Selama bertahun-tahun, republik selatan Rusia, Dagestan, yang terletak di wilayah Kaukasus Utara, telah dilanda kekerasan ekstremis. Akhir pekan ini, terjadi lebih banyak pertumpahan darah.

Pejabat mengatakan lima penembak di ibu kota regional Makhachkala dan kota Derbent membuka tembakan di gereja Ortodoks dan dua sinagog, serta pos polisi, menewaskan setidaknya 20 orang sebelum dilumpuhkan oleh otoritas.

Serangan besar-besaran dan terkoordinasi menimbulkan pertanyaan sulit bagi pihak berwenang Rusia mengenai kelalaian keamanan yang terus berlanjut, terutama setelah serangan yang diklaim oleh afiliasi kelompok Negara Islam di sebuah gedung konser di wilayah Moskow pada Maret yang menewaskan 145 orang.

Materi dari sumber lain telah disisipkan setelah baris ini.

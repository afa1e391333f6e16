// src/lib.rs
// Public library surface for integration tests (and potential reuse).

pub mod api;
pub mod config;
pub mod coordinator;
pub mod dedup;
pub mod drawdown;
pub mod metrics;
pub mod notify;
pub mod providers;
pub mod quiet;
pub mod scheduler;
pub mod similarity;
pub mod store;

// ---- Re-exports for stable public API ----
pub use crate::coordinator::{Coordinator, CycleReport};
pub use crate::dedup::{Deduplicator, NewsItem, SeenHistory};
pub use crate::drawdown::{observe, DrawdownEvent, DrawdownParams, DrawdownState};
pub use crate::notify::{NotificationPayload, Notifier, PayloadKind};
pub use crate::quiet::{GateAction, QuietGate, QuietWindow};
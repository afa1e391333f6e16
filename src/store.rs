//! Durable key/value persistence for engine state.
//!
//! Keys are logically independent (`seen_history`, `drawdown`,
//! `quiet_gate`), so no multi-key transaction is needed; each save is
//! atomic on its own via temp-file + rename. A crash between saves leaves
//! every key at its prior value.

use anyhow::{Context, Result};
use serde::de::DeserializeOwned;
use serde::Serialize;
use std::path::PathBuf;
use tokio::fs;

pub const KEY_SEEN_HISTORY: &str = "seen_history";
pub const KEY_DRAWDOWN: &str = "drawdown";
pub const KEY_QUIET_GATE: &str = "quiet_gate";

#[async_trait::async_trait]
pub trait StateStore: Send + Sync {
    /// Returns `None` when the key has never been saved.
    async fn load_raw(&self, key: &str) -> Result<Option<String>>;
    async fn save_raw(&self, key: &str, value: &str) -> Result<()>;
}

/// Typed load; absent key or corrupt value both fall back to `None`
/// (a corrupt snapshot is logged and treated as state loss, per the
/// at-most-one-cycle recovery contract).
pub async fn load_json<T: DeserializeOwned>(store: &dyn StateStore, key: &str) -> Option<T> {
    match store.load_raw(key).await {
        Ok(Some(raw)) => match serde_json::from_str(&raw) {
            Ok(v) => Some(v),
            Err(e) => {
                tracing::warn!(key, error = %e, "corrupt state snapshot, starting fresh");
                None
            }
        },
        Ok(None) => None,
        Err(e) => {
            tracing::warn!(key, error = %e, "state load failed, starting fresh");
            None
        }
    }
}

pub async fn save_json<T: Serialize>(store: &dyn StateStore, key: &str, value: &T) -> Result<()> {
    let raw = serde_json::to_string_pretty(value).context("serialize state")?;
    store.save_raw(key, &raw).await
}

/// File-per-key JSON store under a state directory.
#[derive(Debug, Clone)]
pub struct JsonFileStore {
    dir: PathBuf,
}

impl JsonFileStore {
    pub fn new(dir: impl Into<PathBuf>) -> Self {
        Self { dir: dir.into() }
    }

    fn path_for(&self, key: &str) -> PathBuf {
        self.dir.join(format!("{key}.json"))
    }
}

#[async_trait::async_trait]
impl StateStore for JsonFileStore {
    async fn load_raw(&self, key: &str) -> Result<Option<String>> {
        let path = self.path_for(key);
        match fs::read_to_string(&path).await {
            Ok(s) => Ok(Some(s)),
            Err(e) if e.kind() == std::io::ErrorKind::NotFound => Ok(None),
            Err(e) => Err(e).with_context(|| format!("reading {}", path.display())),
        }
    }

    async fn save_raw(&self, key: &str, value: &str) -> Result<()> {
        fs::create_dir_all(&self.dir)
            .await
            .with_context(|| format!("creating {}", self.dir.display()))?;
        let path = self.path_for(key);
        let tmp = self.dir.join(format!(".{key}.json.tmp"));
        fs::write(&tmp, value)
            .await
            .with_context(|| format!("writing {}", tmp.display()))?;
        fs::rename(&tmp, &path)
            .await
            .with_context(|| format!("renaming into {}", path.display()))?;
        Ok(())
    }
}
//! Yahoo Finance chart endpoint price provider.
//!
//! One quote per call; the drawdown tracker keeps its own running peak, so
//! only the latest market price is needed here.

use anyhow::{anyhow, Context, Result};
use async_trait::async_trait;
use serde::Deserialize;

use super::PriceProvider;

#[derive(Debug, Deserialize)]
struct ChartResponse {
    chart: Chart,
}

#[derive(Debug, Deserialize)]
struct Chart {
    #[serde(default)]
    result: Vec<ChartResult>,
}

#[derive(Debug, Deserialize)]
struct ChartResult {
    meta: Meta,
}

#[derive(Debug, Deserialize)]
struct Meta {
    #[serde(rename = "regularMarketPrice")]
    regular_market_price: Option<f64>,
}

pub struct YahooPriceProvider {
    mode: Mode,
}

enum Mode {
    Fixture(String),
    Http { client: reqwest::Client },
}

impl YahooPriceProvider {
    pub fn from_fixture(body: &str) -> Self {
        Self {
            mode: Mode::Fixture(body.to_string()),
        }
    }

    pub fn new() -> Self {
        Self {
            mode: Mode::Http {
                client: reqwest::Client::new(),
            },
        }
    }

    fn parse_body(body: &str) -> Result<f64> {
        let resp: ChartResponse = serde_json::from_str(body).context("parsing yahoo chart json")?;
        resp.chart
            .result
            .first()
            .and_then(|r| r.meta.regular_market_price)
            .filter(|p| p.is_finite() && *p > 0.0)
            .ok_or_else(|| anyhow!("yahoo chart response carried no usable price"))
    }
}

impl Default for YahooPriceProvider {
    fn default() -> Self {
        Self::new()
    }
}

#[async_trait]
impl PriceProvider for YahooPriceProvider {
    async fn quote(&self, instrument: &str) -> Result<f64> {
        match &self.mode {
            Mode::Fixture(body) => Self::parse_body(body),
            Mode::Http { client } => {
                let url = format!(
                    "https://query1.finance.yahoo.com/v8/finance/chart/{instrument}?range=1d&interval=1d"
                );
                let body = client
                    .get(&url)
                    .timeout(std::time::Duration::from_secs(15))
                    .send()
                    .await
                    .context("yahoo chart request")?
                    .error_for_status()
                    .context("yahoo chart non-2xx")?
                    .text()
                    .await
                    .context("yahoo chart body")?;
                Self::parse_body(&body)
            }
        }
    }

    fn name(&self) -> &'static str {
        "yahoo"
    }
}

Tinjauan tentang wilayah yang tidak stabil:
Dimana Dagestan?

Dagestan, yang terletak di Kaukasus Utara di antara Chechnya dan Laut Kaspia, dikenal sebagai salah satu wilayah paling beragam — namun tidak stabil — di Rusia.

Ada lebih dari 30 kelompok etnis yang diakui dan 13 bahasa lokal yang diberikan status khusus bersama Rusia.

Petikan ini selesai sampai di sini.